INFORMATION:
::::::::::
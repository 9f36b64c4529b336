use chrono::{DateTime, Utc};
use secrecy::SecretString;
use serde::ser::{Serialize, SerializeStruct, Serializer};

use adcon_api::rest::LapsResponse;
use adcon_api::sse::ComputerPayload;

/// A directory-joined computer as delivered by the stream.
#[derive(Debug, Clone)]
pub struct Computer {
    pub name: String,
    /// Account-enabled flag in the directory.
    pub enabled: bool,
    /// Local-administrator credential, when the backend has resolved one.
    pub password: Option<SecretString>,
}

impl Computer {
    pub fn has_password(&self) -> bool {
        self.password.is_some()
    }
}

impl From<ComputerPayload> for Computer {
    fn from(payload: ComputerPayload) -> Self {
        Self {
            name: payload.name,
            enabled: payload.enabled,
            password: payload.password,
        }
    }
}

// Structured output (`-o json`/`yaml`) must never leak the credential, so
// serialization emits only its presence.
impl Serialize for Computer {
    fn serialize<S: Serializer>(&self, serializer: S) -> Result<S::Ok, S::Error> {
        let mut s = serializer.serialize_struct("Computer", 3)?;
        s.serialize_field("name", &self.name)?;
        s.serialize_field("enabled", &self.enabled)?;
        s.serialize_field("has_password", &self.password.is_some())?;
        s.end()
    }
}

/// A retrieved LAPS password, paired with the computer it belongs to.
#[derive(Debug, Clone)]
pub struct LapsPassword {
    pub computer: String,
    pub password: SecretString,
    pub expires_at: Option<DateTime<Utc>>,
}

impl LapsPassword {
    pub fn from_response(computer: impl Into<String>, resp: LapsResponse) -> Self {
        Self {
            computer: computer.into(),
            password: resp.password,
            expires_at: resp.expires_at,
        }
    }
}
::::::::::
TASK DETAILS: Return every line from the entries that holds the string "directory".

ANSWER FOR THIS EXERCISE:
/// A directory-joined computer as delivered by the stream.
    /// Account-enabled flag in the directory.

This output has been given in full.